Stored items
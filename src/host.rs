//! The isolation host: the one rendering scope every overlay surface lives in,
//! and the input router that decides which host events reach the overlay.

use crate::geometry::{Point, Rect};
use crate::logger;

/// Name of the overlay's root scope. Host adapters key their layers and
/// style scope on it so nothing leaks into the page or out of it.
pub const ROOT_NAME: &str = "--noctis-root";

#[derive(Debug, Clone, Copy, PartialEq, Eq)]
pub enum Key {
    Escape,
    Other,
}

/// Events observed on the host document. Observation only: the overlay never
/// prevents the host's default handling.
#[derive(Debug, Clone, Copy, PartialEq)]
pub enum HostEvent {
    PointerDown(Point),
    PointerUp(Point),
    KeyDown(Key),
    KeyUp,
    SelectionChange,
    Scroll,
    Resize,
}

#[derive(Debug, Clone, Copy, PartialEq, Eq, Hash)]
pub enum EventKind {
    PointerDown,
    PointerUp,
    KeyDown,
    KeyUp,
    SelectionChange,
    Scroll,
    Resize,
}

impl EventKind {
    pub const ALL: [EventKind; 7] = [
        EventKind::PointerDown,
        EventKind::PointerUp,
        EventKind::KeyDown,
        EventKind::KeyUp,
        EventKind::SelectionChange,
        EventKind::Scroll,
        EventKind::Resize,
    ];
}

impl HostEvent {
    pub fn kind(&self) -> EventKind {
        match self {
            HostEvent::PointerDown(_) => EventKind::PointerDown,
            HostEvent::PointerUp(_) => EventKind::PointerUp,
            HostEvent::KeyDown(_) => EventKind::KeyDown,
            HostEvent::KeyUp => EventKind::KeyUp,
            HostEvent::SelectionChange => EventKind::SelectionChange,
            HostEvent::Scroll => EventKind::Scroll,
            HostEvent::Resize => EventKind::Resize,
        }
    }
}

#[derive(Debug, Clone, Copy, PartialEq, Eq, Hash)]
pub struct SubscriptionId(u64);

/// Explicit subscribe/unsubscribe registry for host events.
#[derive(Debug, Default)]
pub struct InputRouter {
    next_id: u64,
    subscriptions: Vec<(SubscriptionId, EventKind)>,
}

impl InputRouter {
    pub fn subscribe(&mut self, kind: EventKind) -> SubscriptionId {
        self.next_id += 1;
        let id = SubscriptionId(self.next_id);
        self.subscriptions.push((id, kind));
        id
    }

    /// Returns false when the subscription was already gone.
    pub fn unsubscribe(&mut self, id: SubscriptionId) -> bool {
        let before = self.subscriptions.len();
        self.subscriptions.retain(|(sub, _)| *sub != id);
        self.subscriptions.len() != before
    }

    pub fn is_routed(&self, kind: EventKind) -> bool {
        self.subscriptions.iter().any(|(_, k)| *k == kind)
    }

    pub fn len(&self) -> usize {
        self.subscriptions.len()
    }

    pub fn is_empty(&self) -> bool {
        self.subscriptions.is_empty()
    }
}

#[derive(Debug, Clone, Copy, PartialEq, Eq)]
pub enum Region {
    Popover,
    Sessions,
}

/// The single isolated container for all overlay UI.
///
/// It owns the input router (its subscriptions live exactly as long as the
/// host is attached) and the screen regions currently covered by overlay
/// surfaces, which is how outside clicks are told apart from inside ones.
#[derive(Debug)]
pub struct IsolationHost {
    router: InputRouter,
    subscriptions: Vec<SubscriptionId>,
    regions: Vec<(Region, Rect)>,
    attached: bool,
}

impl IsolationHost {
    /// Creates the host and subscribes to every event kind the overlay consumes.
    pub fn attach() -> Self {
        let mut router = InputRouter::default();
        let subscriptions = EventKind::ALL.iter().map(|k| router.subscribe(*k)).collect();
        logger::debug(&format!("{ROOT_NAME} attached"));
        Self { router, subscriptions, regions: Vec::new(), attached: true }
    }

    /// Drops every subscription and region. Idempotent.
    pub fn detach(&mut self) {
        if !self.attached {
            return;
        }
        for id in self.subscriptions.drain(..) {
            self.router.unsubscribe(id);
        }
        self.regions.clear();
        self.attached = false;
        logger::debug(&format!("{ROOT_NAME} detached"));
    }

    pub fn is_attached(&self) -> bool {
        self.attached
    }

    pub fn router(&self) -> &InputRouter {
        &self.router
    }

    pub fn routes(&self, event: &HostEvent) -> bool {
        self.attached && self.router.is_routed(event.kind())
    }

    /// Replaces the rectangle covered by `region`; `None` removes it.
    pub fn set_region(&mut self, region: Region, rect: Option<Rect>) {
        self.regions.retain(|(r, _)| *r != region);
        if let (true, Some(rect)) = (self.attached, rect) {
            self.regions.push((region, rect));
        }
    }

    /// Whether `point` falls on any overlay surface.
    pub fn contains(&self, point: Point) -> bool {
        self.regions.iter().any(|(_, rect)| rect.contains(point))
    }
}

#[cfg(test)]
mod tests {
    use super::*;

    #[test]
    fn attach_routes_every_kind() {
        let host = IsolationHost::attach();
        for kind in EventKind::ALL {
            assert!(host.router().is_routed(kind));
        }
        assert!(host.routes(&HostEvent::Scroll));
    }

    #[test]
    fn detach_unsubscribes_and_is_idempotent() {
        let mut host = IsolationHost::attach();
        host.set_region(Region::Popover, Some(Rect::new(0.0, 0.0, 10.0, 10.0)));
        host.detach();
        host.detach();
        assert!(!host.is_attached());
        assert!(host.router().is_empty());
        assert!(!host.routes(&HostEvent::KeyUp));
        assert!(!host.contains(Point::new(5.0, 5.0)));
    }

    #[test]
    fn router_unsubscribe_only_removes_its_own_entry() {
        let mut router = InputRouter::default();
        let a = router.subscribe(EventKind::Scroll);
        let _b = router.subscribe(EventKind::Scroll);
        assert!(router.unsubscribe(a));
        assert!(!router.unsubscribe(a));
        assert!(router.is_routed(EventKind::Scroll));
        assert_eq!(router.len(), 1);
    }

    #[test]
    fn regions_hit_test() {
        let mut host = IsolationHost::attach();
        host.set_region(Region::Popover, Some(Rect::new(10.0, 10.0, 20.0, 20.0)));
        host.set_region(Region::Sessions, Some(Rect::new(100.0, 100.0, 50.0, 50.0)));
        assert!(host.contains(Point::new(15.0, 15.0)));
        assert!(host.contains(Point::new(120.0, 130.0)));
        assert!(!host.contains(Point::new(60.0, 60.0)));

        host.set_region(Region::Popover, None);
        assert!(!host.contains(Point::new(15.0, 15.0)));
    }
}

= WHAT YOU SHOULD DO =
Could you give every entry again, exactly as written?

= RESULT OF THE EXERCISE =
filename src/host.rs
//! The isolation host: the one rendering scope every overlay surface lives in,
//! and the input router that decides which host events reach the overlay.

use crate::geometry::{Point, Rect};
use crate::logger;

/// Name of the overlay's root scope. Host adapters key their layers and
/// style scope on it so nothing leaks into the page or out of it.
pub const ROOT_NAME: &str = "--noctis-root";

#[derive(Debug, Clone, Copy, PartialEq, Eq)]
pub enum Key {
    Escape,
    Other,
}

/// Events observed on the host document. Observation only: the overlay never
/// prevents the host's default handling.
#[derive(Debug, Clone, Copy, PartialEq)]
pub enum HostEvent {
    PointerDown(Point),
    PointerUp(Point),
    KeyDown(Key),
    KeyUp,
    SelectionChange,
    Scroll,
    Resize,
}

#[derive(Debug, Clone, Copy, PartialEq, Eq, Hash)]
pub enum EventKind {
    PointerDown,
    PointerUp,
    KeyDown,
    KeyUp,
    SelectionChange,
    Scroll,
    Resize,
}

impl EventKind {
    pub const ALL: [EventKind; 7] = [
        EventKind::PointerDown,
        EventKind::PointerUp,
        EventKind::KeyDown,
        EventKind::KeyUp,
        EventKind::SelectionChange,
        EventKind::Scroll,
        EventKind::Resize,
    ];
}

impl HostEvent {
    pub fn kind(&self) -> EventKind {
        match self {
            HostEvent::PointerDown(_) => EventKind::PointerDown,
            HostEvent::PointerUp(_) => EventKind::PointerUp,
            HostEvent::KeyDown(_) => EventKind::KeyDown,
            HostEvent::KeyUp => EventKind::KeyUp,
            HostEvent::SelectionChange => EventKind::SelectionChange,
            HostEvent::Scroll => EventKind::Scroll,
            HostEvent::Resize => EventKind::Resize,
        }
    }
}

#[derive(Debug, Clone, Copy, PartialEq, Eq, Hash)]
pub struct SubscriptionId(u64);

/// Explicit subscribe/unsubscribe registry for host events.
#[derive(Debug, Default)]
pub struct InputRouter {
    next_id: u64,
    subscriptions: Vec<(SubscriptionId, EventKind)>,
}

impl InputRouter {
    pub fn subscribe(&mut self, kind: EventKind) -> SubscriptionId {
        self.next_id += 1;
        let id = SubscriptionId(self.next_id);
        self.subscriptions.push((id, kind));
        id
    }

    /// Returns false when the subscription was already gone.
    pub fn unsubscribe(&mut self, id: SubscriptionId) -> bool {
        let before = self.subscriptions.len();
        self.subscriptions.retain(|(sub, _)| *sub != id);
        self.subscriptions.len() != before
    }

    pub fn is_routed(&self, kind: EventKind) -> bool {
        self.subscriptions.iter().any(|(_, k)| *k == kind)
    }

    pub fn len(&self) -> usize {
        self.subscriptions.len()
    }

    pub fn is_empty(&self) -> bool {
        self.subscriptions.is_empty()
    }
}

#[derive(Debug, Clone, Copy, PartialEq, Eq)]
pub enum Region {
    Popover,
    Sessions,
}

/// The single isolated container for all overlay UI.
///
/// It owns the input router (its subscriptions live exactly as long as the
/// host is attached) and the screen regions currently covered by overlay
/// surfaces, which is how outside clicks are told apart from inside ones.
#[derive(Debug)]
pub struct IsolationHost {
    router: InputRouter,
    subscriptions: Vec<SubscriptionId>,
    regions: Vec<(Region, Rect)>,
    attached: bool,
}

impl IsolationHost {
    /// Creates the host and subscribes to every event kind the overlay consumes.
    pub fn attach() -> Self {
        let mut router = InputRouter::default();
        let subscriptions = EventKind::ALL.iter().map(|k| router.subscribe(*k)).collect();
        logger::debug(&format!("{ROOT_NAME} attached"));
        Self { router, subscriptions, regions: Vec::new(), attached: true }
    }

    /// Drops every subscription and region. Idempotent.
    pub fn detach(&mut self) {
        if !self.attached {
            return;
        }
        for id in self.subscriptions.drain(..) {
            self.router.unsubscribe(id);
        }
        self.regions.clear();
        self.attached = false;
        logger::debug(&format!("{ROOT_NAME} detached"));
    }

    pub fn is_attached(&self) -> bool {
        self.attached
    }

    pub fn router(&self) -> &InputRouter {
        &self.router
    }

    pub fn routes(&self, event: &HostEvent) -> bool {
        self.attached && self.router.is_routed(event.kind())
    }

    /// Replaces the rectangle covered by `region`; `None` removes it.
    pub fn set_region(&mut self, region: Region, rect: Option<Rect>) {
        self.regions.retain(|(r, _)| *r != region);
        if let (true, Some(rect)) = (self.attached, rect) {
            self.regions.push((region, rect));
        }
    }

    /// Whether `point` falls on any overlay surface.
    pub fn contains(&self, point: Point) -> bool {
        self.regions.iter().any(|(_, rect)| rect.contains(point))
    }
}

#[cfg(test)]
mod tests {
    use super::*;

    #[test]
    fn attach_routes_every_kind() {
        let host = IsolationHost::attach();
        for kind in EventKind::ALL {
            assert!(host.router().is_routed(kind));
        }
        assert!(host.routes(&HostEvent::Scroll));
    }

    #[test]
    fn detach_unsubscribes_and_is_idempotent() {
        let mut host = IsolationHost::attach();
        host.set_region(Region::Popover, Some(Rect::new(0.0, 0.0, 10.0, 10.0)));
        host.detach();
        host.detach();
        assert!(!host.is_attached());
        assert!(host.router().is_empty());
        assert!(!host.routes(&HostEvent::KeyUp));
        assert!(!host.contains(Point::new(5.0, 5.0)));
    }

    #[test]
    fn router_unsubscribe_only_removes_its_own_entry() {
        let mut router = InputRouter::default();
        let a = router.subscribe(EventKind::Scroll);
        let _b = router.subscribe(EventKind::Scroll);
        assert!(router.unsubscribe(a));
        assert!(!router.unsubscribe(a));
        assert!(router.is_routed(EventKind::Scroll));
        assert_eq!(router.len(), 1);
    }

    #[test]
    fn regions_hit_test() {
        let mut host = IsolationHost::attach();
        host.set_region(Region::Popover, Some(Rect::new(10.0, 10.0, 20.0, 20.0)));
        host.set_region(Region::Sessions, Some(Rect::new(100.0, 100.0, 50.0, 50.0)));
        assert!(host.contains(Point::new(15.0, 15.0)));
        assert!(host.contains(Point::new(120.0, 130.0)));
        assert!(!host.contains(Point::new(60.0, 60.0)));

        host.set_region(Region::Popover, None);
        assert!(!host.contains(Point::new(15.0, 15.0)));
    }
}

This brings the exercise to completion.